# Please pray for my babies to come home. I'm very upset.



## Vickitiel (Oct 10, 2012)

A moment of distracted carelessness on my part yesterday morning meant that my beloved boys Jari and Cinnamon escaped from their cage while they were enjoying the sun outside. Before I could even scream they were soaring high in the sky and vanished within what seemed like an instant, flock-calling loudly as they went. The wind picked them up like leaves and carried them away, away from me.

Lucky for Honey that she hasn't learned to use the door yet and is still with me. She wouldn't move, drink, eat or talk for hours afterward. We are in a mutual state of grief and pain, Honey and I, and my family, too. I cannot sleep at all.

Mum, Dad and I spent yesterday searching for them, calling out, playing recordings of their singing etc. We have contacted the local animal shelter, the radio station, the newspaper, Facebook groups and various other sources, and also spoken to a lot of people. I've made some posters and plan to put them up everywhere today. I am an emotional wreck, I keep blaming myself, reliving it over and over but I know there's nothing I can do now. I am powerless.

I have done all I can and now comes the waiting game.


----------



## urbandecayno5 (Oct 24, 2012)

I'm so sorry
I do hope you find them. Hank and I will keep you in our thoughts


----------



## Clair (Jul 31, 2012)

Oh, I'm so sorry. You're in my thoughts.


----------



## BirdCrazyJill (Apr 23, 2013)

I hope they come home!!


----------



## caniche4 (Mar 17, 2013)

That is my worst nightmare. I hope that they find their way back to you and please try not to blame yourself. When you are willing and able, would you take a moment to let us know how they escaped. I try to allow my 2 outside time on a regular basis, and if there is something I need to be more careful of, I would be grateful to know.

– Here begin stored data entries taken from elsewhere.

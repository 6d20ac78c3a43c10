use std::fs::File;
use std::io::Write;
use std::path::{Path, PathBuf};

use clap::{Args, Parser, Subcommand, ValueEnum};

use crate::app::AppError;
use crate::catalog;
use crate::config::{Config, ConfigError, DEFAULT_CONFIG_FILE};
use crate::conversion;
use crate::hydraulics;
use crate::i18n::{keys, Translator};
use crate::input::{FluidInput, FluidSource, PipeInput};
use crate::report::DisplayResult;
use crate::units::{default_units, units_available, QuantityFamily, UnitQuantity, UnitSystem};

/// 명령행 인자.
#[derive(Debug, Parser)]
#[command(
    name = "pipe_head_loss",
    version,
    about = "Darcy-Weisbach head loss and pressure drop for circular pipes"
)]
pub struct Cli {
    /// Output language: auto, en, es, ko
    #[arg(long, short = 'L', global = true, default_value = "auto")]
    pub lang: String,
    /// Configuration file
    #[arg(long, global = true, default_value = DEFAULT_CONFIG_FILE)]
    pub config: PathBuf,
    /// Enable debug logging
    #[arg(long, short, global = true)]
    pub verbose: bool,
    #[command(subcommand)]
    pub command: Command,
}

#[derive(Debug, Subcommand)]
pub enum Command {
    /// Compute head loss, pressure drop and the pressure profile
    Calc(CalcArgs),
    /// Convert a value between units of one quantity
    Convert {
        /// length, diameter, roughness, flow-rate, density, viscosity
        quantity: String,
        #[arg(allow_negative_numbers = true)]
        value: f64,
        from: String,
        to: String,
    },
    /// List input units per quantity
    Units {
        #[arg(long, value_enum)]
        system: Option<SystemArg>,
    },
    /// List pipe materials and their roughness
    Materials,
    /// List reference fluids
    Fluids,
    /// Show or change the saved configuration
    #[command(subcommand)]
    Config(ConfigCommand),
}

#[derive(Debug, Subcommand)]
pub enum ConfigCommand {
    /// Print the current configuration
    Show,
    /// Change the unit system and reset input units to its defaults
    SetSystem {
        #[arg(value_enum)]
        system: SystemArg,
    },
}

#[derive(Debug, Clone, Copy, PartialEq, Eq, ValueEnum)]
pub enum SystemArg {
    Si,
    Imperial,
}

impl From<SystemArg> for UnitSystem {
    fn from(value: SystemArg) -> Self {
        match value {
            SystemArg::Si => UnitSystem::SI,
            SystemArg::Imperial => UnitSystem::Imperial,
        }
    }
}

/// `calc` 인자. 단위를 생략하면 설정(또는 `--system`)의 기본 단위를 쓴다.
#[derive(Debug, Args)]
pub struct CalcArgs {
    /// Pipe length
    #[arg(long, allow_negative_numbers = true)]
    pub length: f64,
    #[arg(long)]
    pub length_unit: Option<String>,
    /// Inner diameter
    #[arg(long, allow_negative_numbers = true)]
    pub diameter: f64,
    #[arg(long)]
    pub diameter_unit: Option<String>,
    /// Pipe material code or name (sets the roughness)
    #[arg(long, conflicts_with = "roughness")]
    pub material: Option<String>,
    /// Absolute roughness
    #[arg(long, allow_negative_numbers = true)]
    pub roughness: Option<f64>,
    #[arg(long, requires = "roughness")]
    pub roughness_unit: Option<String>,
    /// Volumetric flow rate
    #[arg(long, allow_negative_numbers = true)]
    pub flow: f64,
    #[arg(long)]
    pub flow_unit: Option<String>,
    /// Reference fluid code or name
    #[arg(long, conflicts_with_all = ["density", "viscosity"])]
    pub fluid: Option<String>,
    /// Custom fluid density
    #[arg(long, requires = "viscosity", allow_negative_numbers = true)]
    pub density: Option<f64>,
    #[arg(long, requires = "density")]
    pub density_unit: Option<String>,
    /// Custom fluid kinematic viscosity
    #[arg(long, requires = "density", allow_negative_numbers = true)]
    pub viscosity: Option<f64>,
    #[arg(long, requires = "viscosity")]
    pub viscosity_unit: Option<String>,
    /// Unit system for default input units and for the results
    #[arg(long, value_enum)]
    pub system: Option<SystemArg>,
    /// Write the distance/pressure-loss profile as CSV
    #[arg(long)]
    pub profile_csv: Option<PathBuf>,
}

/// 압력손실 계산 명령을 처리한다.
pub fn handle_calc(
    args: &CalcArgs,
    cfg: &Config,
    tr: &Translator,
    out: &mut dyn Write,
) -> Result<(), AppError> {
    let system = args.system.map(UnitSystem::from).unwrap_or(cfg.unit_system);
    let units = if system == cfg.unit_system {
        cfg.input_units
    } else {
        default_units(system)
    };

    let length = UnitQuantity::new(
        args.length,
        unit_or(args.length_unit.as_deref(), units.length, conversion::parse_length_unit)?,
    );
    let diameter = UnitQuantity::new(
        args.diameter,
        unit_or(args.diameter_unit.as_deref(), units.diameter, conversion::parse_length_unit)?,
    );
    let pipe = match args.roughness {
        Some(roughness) => PipeInput {
            length,
            diameter,
            roughness: UnitQuantity::new(
                roughness,
                unit_or(
                    args.roughness_unit.as_deref(),
                    units.roughness,
                    conversion::parse_length_unit,
                )?,
            ),
        },
        None => {
            let code = args.material.as_deref().unwrap_or(&cfg.default_material);
            PipeInput::with_material_code(length, diameter, code)?
        }
    };

    let source = match (args.density, args.viscosity) {
        (Some(density), Some(viscosity)) => FluidSource::Custom {
            density: UnitQuantity::new(
                density,
                unit_or(args.density_unit.as_deref(), units.density, conversion::parse_density_unit)?,
            ),
            kinematic_viscosity: UnitQuantity::new(
                viscosity,
                unit_or(
                    args.viscosity_unit.as_deref(),
                    units.kinematic_viscosity,
                    conversion::parse_viscosity_unit,
                )?,
            ),
        },
        _ => FluidSource::preset(args.fluid.as_deref().unwrap_or(&cfg.default_fluid))?,
    };
    let fluid = FluidInput {
        flow_rate: UnitQuantity::new(
            args.flow,
            unit_or(args.flow_unit.as_deref(), units.flow_rate, conversion::parse_flow_rate_unit)?,
        ),
        source,
    };

    let pipe_spec = pipe.to_pipe_spec();
    let fluid_spec = fluid.to_fluid_spec();
    tracing::debug!(?pipe_spec, ?fluid_spec, "normalized input to SI");

    let Some(result) = hydraulics::compute(&pipe_spec, &fluid_spec) else {
        tracing::warn!("length, diameter or flow rate is not positive");
        writeln!(out, "{}", tr.t(keys::NOT_COMPUTABLE))?;
        return Ok(());
    };
    tracing::debug!(
        reynolds = result.reynolds_number,
        regime = %result.flow_regime,
        friction_factor = result.friction_factor,
        "computed head loss"
    );

    let shown = DisplayResult::from_result(&result, system);
    let fluid_name = fluid.source.name().unwrap_or_else(|| tr.t(keys::CUSTOM_FLUID));
    for line in shown.summary_lines(tr, Some(fluid_name)) {
        writeln!(out, "{line}")?;
    }
    if let Some(path) = &args.profile_csv {
        shown.write_profile_csv(File::create(path)?)?;
        tracing::info!(path = %path.display(), "wrote pressure profile");
        writeln!(out, "{} {}", tr.t(keys::REPORT_PROFILE_SAVED), path.display())?;
    }
    Ok(())
}

fn unit_or<U>(
    arg: Option<&str>,
    default: U,
    parse: fn(&str) -> Result<U, conversion::ConversionError>,
) -> Result<U, conversion::ConversionError> {
    arg.map_or(Ok(default), parse)
}

/// 단위 변환 명령을 처리한다.
pub fn handle_convert(
    quantity: &str,
    value: f64,
    from: &str,
    to: &str,
    out: &mut dyn Write,
) -> Result<(), AppError> {
    let family = conversion::parse_family(quantity)?;
    let result = conversion::convert_str(family, value, from, to)?;
    writeln!(out, "{value} {from} = {result} {to}")?;
    Ok(())
}

/// 계열별 입력 단위 목록을 출력한다. 기본 단위에 표시를 붙인다.
pub fn handle_units(system: UnitSystem, tr: &Translator, out: &mut dyn Write) -> Result<(), AppError> {
    writeln!(out, "{} ({system})", tr.t(keys::UNITS_HEADING))?;
    let defaults = default_units(system);
    for family in QuantityFamily::ALL {
        let listed: Vec<String> = units_available(family, system)
            .iter()
            .map(|u| {
                if *u == defaults.get(family) {
                    format!("{u} [{}]", tr.t(keys::UNITS_DEFAULT))
                } else {
                    u.to_string()
                }
            })
            .collect();
        writeln!(out, "  {:<10} {}", family.name(), listed.join(", "))?;
    }
    Ok(())
}

pub fn handle_materials(tr: &Translator, out: &mut dyn Write) -> Result<(), AppError> {
    writeln!(out, "{}", tr.t(keys::MATERIALS_HEADING))?;
    for m in catalog::materials() {
        writeln!(out, "  {:<11} {:<28} {} mm", m.code, m.name, m.roughness_mm)?;
    }
    Ok(())
}

pub fn handle_fluids(tr: &Translator, out: &mut dyn Write) -> Result<(), AppError> {
    writeln!(out, "{}", tr.t(keys::FLUIDS_HEADING))?;
    for f in catalog::fluids() {
        writeln!(
            out,
            "  {:<10} {:<32} {} kg/m³  {} cSt",
            f.code, f.name, f.density_kg_per_m3, f.kinematic_viscosity_cst
        )?;
    }
    Ok(())
}

/// 설정 조회/변경 명령을 처리한다.
pub fn handle_config(
    cmd: &ConfigCommand,
    cfg: &mut Config,
    path: &Path,
    tr: &Translator,
    out: &mut dyn Write,
) -> Result<(), AppError> {
    match cmd {
        ConfigCommand::Show => {
            let text = toml::to_string_pretty(cfg).map_err(ConfigError::from)?;
            write!(out, "{text}")?;
        }
        ConfigCommand::SetSystem { system } => {
            cfg.set_unit_system((*system).into());
            cfg.save(path)?;
            writeln!(
                out,
                "{}: {}",
                tr.t(keys::SETTINGS_CURRENT_UNIT_SYSTEM),
                cfg.unit_system
            )?;
            writeln!(out, "{} {}", tr.t(keys::SETTINGS_SAVED), path.display())?;
        }
    }
    Ok(())
}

I am so sorry this happened to you and your Tiels.


----------



## Nymphicus (Oct 11, 2010)

My heart goes out to you, and I can understand just how distraught you must be. 

I really do hope you find them.


----------



## eduardo (Jan 27, 2012)

Goodness... I know how you feel... So sorry.
I hope you find them. At least they have each other, it would be worse for them to be out there alone. Hopefully they will land close to a home and someone will get them for you.


----------



## retrochick (Oct 27, 2012)

I hope you find them soon.


----------



## Vickitiel (Oct 10, 2012)

caniche4 said:


> When you are willing and able, would you take a moment to let us know how they escaped.

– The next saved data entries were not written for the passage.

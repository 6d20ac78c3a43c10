//! 원형 직관의 Darcy-Weisbach 마찰 손실 계산기.
//!
//! 계산 로직(`hydraulics`)과 단위 변환(`units`)은 라이브러리로 분리하여 CLI 외의 화면에서도 그대로 쓴다.

pub mod app;
pub mod catalog;
pub mod cli;
pub mod config;
pub mod conversion;
pub mod hydraulics;
pub mod i18n;
pub mod input;
pub mod logging;
pub mod report;
pub mod units;
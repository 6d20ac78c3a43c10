use std::fmt;

use serde::{Deserialize, Serialize};

/// 이 값 미만은 층류.
pub const LAMINAR_UPPER_RE: f64 = 2300.0;
/// 이 값 초과는 난류. 두 경계값 자체는 천이 구간에 속한다.
pub const TURBULENT_LOWER_RE: f64 = 4000.0;

/// 레이놀즈수로 정해지는 유동 영역.
#[derive(Debug, Clone, Copy, PartialEq, Eq, Hash, Serialize, Deserialize)]
pub enum FlowRegime {
    Laminar,
    Transitional,
    Turbulent,
}

impl FlowRegime {
    /// 레이놀즈수로 유동 영역을 판정한다. 2300 ≤ Re ≤ 4000 은 천이 영역이다.
    pub fn classify(reynolds: f64) -> Self {
        if reynolds < LAMINAR_UPPER_RE {
            FlowRegime::Laminar
        } else if reynolds <= TURBULENT_LOWER_RE {
            FlowRegime::Transitional
        } else {
            FlowRegime::Turbulent
        }
    }
}

impl fmt::Display for FlowRegime {
    fn fmt(&self, f: &mut fmt::Formatter<'_>) -> fmt::Result {
        match self {
            FlowRegime::Laminar => f.write_str("Laminar"),
            FlowRegime::Transitional => f.write_str("Transitional"),
            FlowRegime::Turbulent => f.write_str("Turbulent"),
        }
    }
}

/// Swamee-Jain 식에 의한 Darcy 마찰계수.
///
/// f = 0.25 / [log10(ε/(3.7·D) + 5.74/Re^0.9)]²
pub fn swamee_jain(reynolds: f64, roughness_m: f64, diameter_m: f64) -> f64 {
    let log_term = (roughness_m / (3.7 * diameter_m) + 5.74 / reynolds.powf(0.9)).log10();
    0.25 / log_term.powi(2)
}

/// 유동 영역을 판정하고 해당 영역의 Darcy 마찰계수를 계산한다.
///
/// - 층류: f = 64/Re
/// - 천이: 난류식(Swamee-Jain)을 그대로 근사로 사용
/// - 난류: Swamee-Jain
///
/// `reynolds`가 0이면 층류 분기에서 무한대가 나온다. 호출 측 가드가 이를 막는다.
pub fn friction_factor(reynolds: f64, roughness_m: f64, diameter_m: f64) -> (f64, FlowRegime) {
    let regime = FlowRegime::classify(reynolds);
    let f = match regime {
        FlowRegime::Laminar => 64.0 / reynolds,
        FlowRegime::Transitional | FlowRegime::Turbulent => {
            swamee_jain(reynolds, roughness_m, diameter_m)
        }
    };
    (f, regime)
}
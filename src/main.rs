use std::process::ExitCode;

use clap::Parser;
use pipe_head_loss::{app, cli::Cli, config, i18n, logging};

/// 프로그램의 엔트리 포인트. 설정을 로드한 뒤 명령을 실행한다.
fn main() -> ExitCode {
    let cli = Cli::parse();
    logging::init_cli_logger(cli.verbose);

    match try_run(&cli) {
        Ok(()) => ExitCode::SUCCESS,
        Err(err) => {
            tracing::error!(error = %err, "command failed");
            let tr = i18n::Translator::new(&i18n::resolve_language(&cli.lang, None));
            eprintln!("{}: {err}", tr.t(i18n::keys::ERROR_PREFIX));
            ExitCode::FAILURE
        }
    }
}

fn try_run(cli: &Cli) -> Result<(), app::AppError> {
    let mut cfg = config::load_or_default(&cli.config)?;
    let lang = i18n::resolve_language(&cli.lang, Some(cfg.language.as_str()));
    let tr = i18n::Translator::new(&lang);
    let stdout = std::io::stdout();
    app::run(cli, &mut cfg, &cli.config, &tr, &mut stdout.lock())
}
use serde::{Deserialize, Serialize};

use super::Unit;

/// 체적 유량 단위. 내부 기준은 L/s 이다.
///
/// `CubicMeterPerSecond`는 계산기로 넘길 SI 값을 만들 때만 쓰며 입력 단위 목록에는 나오지 않는다.
#[derive(Debug, Clone, Copy, PartialEq, Eq, Hash, Serialize, Deserialize)]
pub enum FlowRateUnit {
    LiterPerSecond,
    CubicMeterPerHour,
    CubicMeterPerSecond,
    /// 미국 갤런/분
    UsGallonPerMinute,
    CubicFootPerSecond,
}

impl Unit for FlowRateUnit {
    fn factor(self) -> f64 {
        match self {
            FlowRateUnit::LiterPerSecond => 1.0,
            FlowRateUnit::CubicMeterPerHour => 1000.0 / 3600.0,
            FlowRateUnit::CubicMeterPerSecond => 1000.0,
            FlowRateUnit::UsGallonPerMinute => 0.0630902,
            FlowRateUnit::CubicFootPerSecond => 28.3168,
        }
    }

    fn symbol(self) -> &'static str {
        match self {
            FlowRateUnit::LiterPerSecond => "L/s",
            FlowRateUnit::CubicMeterPerHour => "m³/h",
            FlowRateUnit::CubicMeterPerSecond => "m³/s",
            FlowRateUnit::UsGallonPerMinute => "GPM",
            FlowRateUnit::CubicFootPerSecond => "ft³/s",
        }
    }
}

It was silly really. I don't usually fiddle around with the cage outside but I chose to that morning. I had opened the small door and put some fresh parsley in, reached up to get a peg to secure it and was talking to my mum at the same time. I've been stressed and distracted lately and it was just one of those times where I was less careful than I usually am. The small door gets stuck easily, and I hadn't shut it properly. The boys have learnt to rush to the door whenever it is open and so they escaped.


----------



## SunnyNShandy (May 24, 2012)

Very very sorry and really hope you find them. Here you were trying to do right by giving them sun and fresh parsley....

Tragic accident.


----------



## garynmonica (Mar 28, 2013)

My heart breaks for you... I can't imagine how upsetting this is for you! I'm so sorry and I'll be praying extra hard for your little boys to come home.


----------



## ollieandme (Mar 25, 2013)

that is too sad! i saw this post and i'm nearly in tears. they have to be found - they're so beautiful! oh i'm praying that you'll find them. poor you and Honey.


----------



## ollieandme (Mar 25, 2013)

p.s. don't blame yourself! everybody makes mistakes and reliving them only makes grieving worse  you're a great birdie mummy...


----------



## Kiwi (May 12, 2013)

I'm so sorry that this happened to your babies!! 
It's devastating to hear about them getting out. I'll be praying for you, Jari, Cinnamon, and your family. I hope that you find them soon!


----------



## Vickitiel (Oct 10, 2012)

Thank you everybody. Hugs.

I am so sad. I do not know how I am going to cope or recover if it turns out that I will never get them back. I'm trying not to think through all the possibilities. On the positive side, I'm going to upgrade my cage soon and am making good progress with Honey's taming.

My boyfriend has been here ever since it happened for a shoulder to cry on, as have my parents. I don't know where I would be without them.


----------



## ollieandme (Mar 25, 2013)

i so hope your boys come back. 
what a mercy little Honey didn't fly away! at least you have one feathery comfort.
stay strong - and don't give up hoping yet.


----------



## caniche4 (Mar 17, 2013)

CharVicki said:


> It was silly really. I don't usually fiddle around with the cage outside but I chose to that morning. I had opened the small door and put some fresh parsley in, reached up to get a peg to secure it and was talking to my mum at the same time. I've been stressed and distracted lately and it was just one of those times where I was less careful than I usually am. The small door gets stuck easily, and I hadn't shut it properly. The boys have learnt to rush to the door whenever it is open and so they escaped.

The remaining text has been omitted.